Photoville Youth Artist Exchanges bring together youth photographers and professional photographers for engaging conversations. This exchange features artists whose work looks outward to explore and investigate their surroundings, communities, and pressing social issues within them.
Presenters: Amanda Vargas Andy Cheng Irma Bohórquez-Geisler
Moderators: Jessica Bal
Location: Online
Photoville Festival 2021 Sessions On-demand recordings are made possible thanks to our partner, PhotoWings.
Photoville Youth Artist Exchanges bring together youth photographers and professional photographers for engaging conversations on Zoom about their visual stories. This exchange features artists whose work looks outward to explore and investigate their surroundings, communities, and pressing social issues within them.
This panel is part of Photoville Education. See the full lineup here.
Amanda Vargas is a Brooklyn resident with a Puerto Rican-Spanish background. She gained an appreciation for photography in her childhood and began capturing images at age 12. Vargas is now a senior studying photography and film at Digital Arts and Cinema Technology High School, and has previously shown work in the 2020 Photoville exhibition. She strives to capture and share her perspective on the world using photography and other camera-based media. Outside of school, Vargas’s work features environmental landscapes. She also creates short film projects based on current events.
I am sixteen years old and I am a junior. I enjoy making art and being creative. Besides photography, I love drawing and painting. Using a real camera is a new thing for me, but now I realize how fun it is to hold one in your hand and take photos, using camera allows me to create art in just a second!
Irma Bohórquez-Geisler is a photographer, biologist, professor, traditional craftsperson, and cultural leader for Mexican-Americans on Staten Island. She immigrated to New York from Mexico City in 1991. She holds a doctorate in ecological entomology from Oxford University. She is the founder, artistic and program director of the annual Dia de Los Muertos (Day of the Dead) festival. Her photographs were featured in the New York Times in 2016, the 12th Julia Annual Margaret Cameron Award in Barcelona, and the first and second Alice Austen Triennial in 2019. She was awarded the Gabriela Mistral, Julia de Burgos, Frida Kahlo Award in 2017 as a photographer and cultural leader who preserves and promotes Mexican values and cultural heritage for younger generations of Mexican-Americans in New York. In 2011, New York City Councilwoman Debi Rose conferred on Bohórquez-Geisler the Staten Island Women Who Preserve History Award. Her photographs have been exhibited at numerous contemporary art galleries and museums. She has been awarded many grants for her photography, and for presenting Mexican traditions in the community, as well as many museums and schools.

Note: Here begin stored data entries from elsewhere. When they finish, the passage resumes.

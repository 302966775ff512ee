// Copyright 2024 Open Nexus OS Contributors
// SPDX-License-Identifier: Apache-2.0

//! CONTEXT: Per-task channel capability table and channel life-cycle operations
//! OWNERS: @kernel-cap-team
//! PUBLIC API: ChannelTable, CapError, Kernel::{open, close, link, redirect, transfer, connect}
//! DEPENDS_ON: ipc::channel::ChannelArena, task::TaskTable
//! INVARIANTS: A channel is named by exactly one slot of exactly one table; slots bounded per task;
//!             every lookup is scoped to the caller's own table
//! ADR: docs/adr/0001-runtime-roles-and-boundaries.md

extern crate alloc;

use alloc::vec::Vec;

use log::{debug, info};

use crate::hal::Arch;
use crate::ipc::IpcError;
use crate::types::{ChannelId, ChannelRef, TaskId};
use crate::Kernel;

/// Errors produced when manipulating a channel table.
#[derive(Debug, Clone, Copy, PartialEq, Eq, thiserror::Error)]
pub enum CapError {
    /// ID does not name an occupied slot.
    #[error("invalid channel slot")]
    InvalidSlot,
    /// No free slots are available in the table.
    #[error("channel table is full")]
    NoSpace,
}

impl From<CapError> for IpcError {
    fn from(value: CapError) -> Self {
        match value {
            CapError::InvalidSlot => Self::InvalidId,
            CapError::NoSpace => Self::OutOfResources,
        }
    }
}

/// Per-task table mapping channel IDs to kernel channels.
#[derive(Debug, Default, Clone)]
pub struct ChannelTable {
    slots: Vec<Option<ChannelRef>>,
}

impl ChannelTable {
    /// Creates an empty table with room for `slots` channels.
    pub fn with_capacity(slots: usize) -> Self {
        let mut table = Vec::with_capacity(slots);
        table.resize(slots, None);
        Self { slots: table }
    }

    /// Installs `ch` in the lowest free slot and returns its ID.
    pub fn allocate(&mut self, ch: ChannelRef) -> Result<ChannelId, CapError> {
        let index = self.slots.iter().position(Option::is_none).ok_or(CapError::NoSpace)?;
        self.slots[index] = Some(ch);
        Ok(ChannelId::from_slot(index))
    }

    pub fn get(&self, id: ChannelId) -> Result<ChannelRef, CapError> {
        let slot = id.slot().ok_or(CapError::InvalidSlot)?;
        self.slots.get(slot).copied().flatten().ok_or(CapError::InvalidSlot)
    }

    /// Removes and returns the channel named by `id`.
    pub fn take(&mut self, id: ChannelId) -> Result<ChannelRef, CapError> {
        let slot = id.slot().ok_or(CapError::InvalidSlot)?;
        self.slots.get_mut(slot).and_then(Option::take).ok_or(CapError::InvalidSlot)
    }

    pub fn has_free_slot(&self) -> bool {
        self.slots.iter().any(Option::is_none)
    }

    /// Number of occupied slots.
    pub fn len(&self) -> usize {
        self.slots.iter().flatten().count()
    }

    pub fn is_empty(&self) -> bool {
        self.len() == 0
    }

    pub fn ids(&self) -> impl Iterator<Item = ChannelId> + '_ {
        self.slots
            .iter()
            .enumerate()
            .filter(|(_, s)| s.is_some())
            .map(|(i, _)| ChannelId::from_slot(i))
    }

    /// Empties the table, returning every channel it named.
    pub fn drain(&mut self) -> Vec<ChannelRef> {
        self.slots.iter_mut().filter_map(Option::take).collect()
    }
}

impl<A: Arch> Kernel<A> {
    /// Resolves `id` in `caller`'s table.
    pub(crate) fn lookup_channel(&self, caller: TaskId, id: ChannelId) -> Result<ChannelRef, IpcError> {
        let task = self.tasks.get(caller).ok_or(IpcError::InvalidId)?;
        Ok(task.channels.get(id)?)
    }

    /// Creates a channel owned by `owner` and installs it in its table.
    pub(crate) fn open_for(&mut self, owner: TaskId) -> Result<(ChannelRef, ChannelId), IpcError> {
        let task = self.tasks.get(owner).ok_or(IpcError::InvalidId)?;
        if !task.channels.has_free_slot() {
            return Err(IpcError::OutOfResources);
        }
        let ch = self.channels.insert(owner)?;
        let cid = self.tasks.live_mut(owner).channels.allocate(ch)?;
        self.channels.live_mut(ch).cid = cid;
        Ok((ch, cid))
    }

    /// Opens a fresh channel owned by `caller`.
    pub fn open(&mut self, caller: TaskId) -> Result<ChannelId, IpcError> {
        let (_, cid) = self.open_for(caller)?;
        debug!(target: "chan", "{} opened {}", caller, cid);
        Ok(cid)
    }

    /// Closes `id`; its receiver and queued senders fail with `ChannelClosed`.
    pub fn close(&mut self, caller: TaskId, id: ChannelId) -> Result<(), IpcError> {
        let task = self.tasks.get_mut(caller).ok_or(IpcError::InvalidId)?;
        let ch = task.channels.take(id)?;
        self.destroy_channel(ch, IpcError::ChannelClosed);
        self.run_continuations();
        debug!(target: "chan", "{} closed {}", caller, id);
        Ok(())
    }

    /// Points `from`'s outgoing route at `to`: `from.linked_to = to`.
    ///
    /// Only `from` is mutated; a bidirectional connection needs two calls.
    pub fn link(&mut self, caller: TaskId, from: ChannelId, to: ChannelId) -> Result<(), IpcError> {
        let src = self.lookup_channel(caller, from)?;
        let dst = self.lookup_channel(caller, to)?;
        self.channels.live_mut(src).linked_to = dst;
        Ok(())
    }

    /// Makes the owner of `src` wait on `dst` instead: `src.transfer_to = dst`.
    pub fn redirect(&mut self, caller: TaskId, src: ChannelId, dst: ChannelId) -> Result<(), IpcError> {
        let src = self.lookup_channel(caller, src)?;
        let dst = self.lookup_channel(caller, dst)?;
        self.channels.live_mut(src).transfer_to = dst;
        Ok(())
    }

    /// Hands `src` to the task owning the channel `dst` is linked to.
    ///
    /// Returns the channel's ID in the new owner's table. The channel keeps its
    /// topology and any queued senders.
    pub fn transfer(&mut self, caller: TaskId, src: ChannelId, dst: ChannelId) -> Result<ChannelId, IpcError> {
        if src == dst {
            return Err(IpcError::InvalidArgument);
        }
        let moving = self.lookup_channel(caller, src)?;
        let via = self.lookup_channel(caller, dst)?;
        let peer = self.channels.live_mut(via).linked_to;
        let new_owner = self.channels.owner_of(peer).ok_or(IpcError::NoLongerLinked)?;
        if new_owner == caller {
            return Err(IpcError::InvalidArgument);
        }
        let new_id = self.tasks.live_mut(new_owner).channels.allocate(moving)?;
        self.tasks.live_mut(caller).channels.take(src)?;
        let channel = self.channels.live_mut(moving);
        channel.owner = new_owner;
        channel.cid = new_id;
        info!(target: "chan", "{} handed {} to {} as {}", caller, src, new_owner, new_id);
        Ok(new_id)
    }

    /// Bootstrap helper: opens one channel in each task and links them to
    /// each other. Returns `(id in a, id in b)`.
    pub fn connect(&mut self, a: TaskId, b: TaskId) -> Result<(ChannelId, ChannelId), IpcError> {
        let (ca, ida) = self.open_for(a)?;
        let (cb, idb) = match self.open_for(b) {
            Ok(opened) => opened,
            Err(err) => {
                self.tasks.live_mut(a).channels.take(ida)?;
                self.channels.remove(ca);
                return Err(err);
            }
        };
        self.channels.live_mut(ca).linked_to = cb;
        self.channels.live_mut(cb).linked_to = ca;
        info!(target: "chan", "connected {}{} <-> {}{}", a, ida, b, idb);
        Ok((ida, idb))
    }

    /// Frees `ch` and fails every task waiting on it with `reason`.
    pub(crate) fn destroy_channel(&mut self, ch: ChannelRef, reason: IpcError) {
        let Some(channel) = self.channels.remove(ch) else {
            return;
        };
        if let Some(receiver) = channel.receiver {
            self.tasks.live_mut(receiver).ipc.accept = None;
            self.complete_blocked(receiver, Err(reason));
        }
        for sender in channel.senders {
            self.tasks.live_mut(sender).ipc.pending = None;
            self.complete_blocked(sender, Err(reason));
        }
    }
}

#[cfg(test)]
mod tests_prop;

Jessica Bal is a documentary artist, educator, and arts organizer passionate about projects that involve interdisciplinary collaboration and reciprocal approaches to storytelling. Bal’s work has been supported by the International Women’s Media Foundation, Magnum Foundation, The Polis Project, and Fledgling Fund, and published in The New York Times, BuzzFeed News, VICE, The Miami Herald, Narratively, and others. She coordinates education programming for Photoville and has taught photography to graduate students as well as middle and high school students in New York City. She also manages the digital archive of photographer Susan Meiselas. She received her master’s degree from the Craig Newmark Graduate School of Journalism and holds a B.A. in english and art history from Tufts University.
Founded in 2011 in Brooklyn, NY, Photoville was built on the principles of addressing cultural equity and inclusion, which we are always striving for, by ensuring that the artists we exhibit are diverse in gender, class, and race.
In pursuit of its mission, Photoville produces an annual, city-wide open air photography festival in New York City, a wide range of free educational community initiatives, and a nationwide program of public art exhibitions.
By activating public spaces, amplifying visual storytellers, and creating unique and highly innovative exhibition and programming environments, we join the cause of nurturing a new lens of representation.
Through creative partnerships with festivals, city agencies, and other nonprofit organizations, Photoville offers visual storytellers, educators, and students financial support, mentorship, and promotional & production resources, on a range of exhibition opportunities.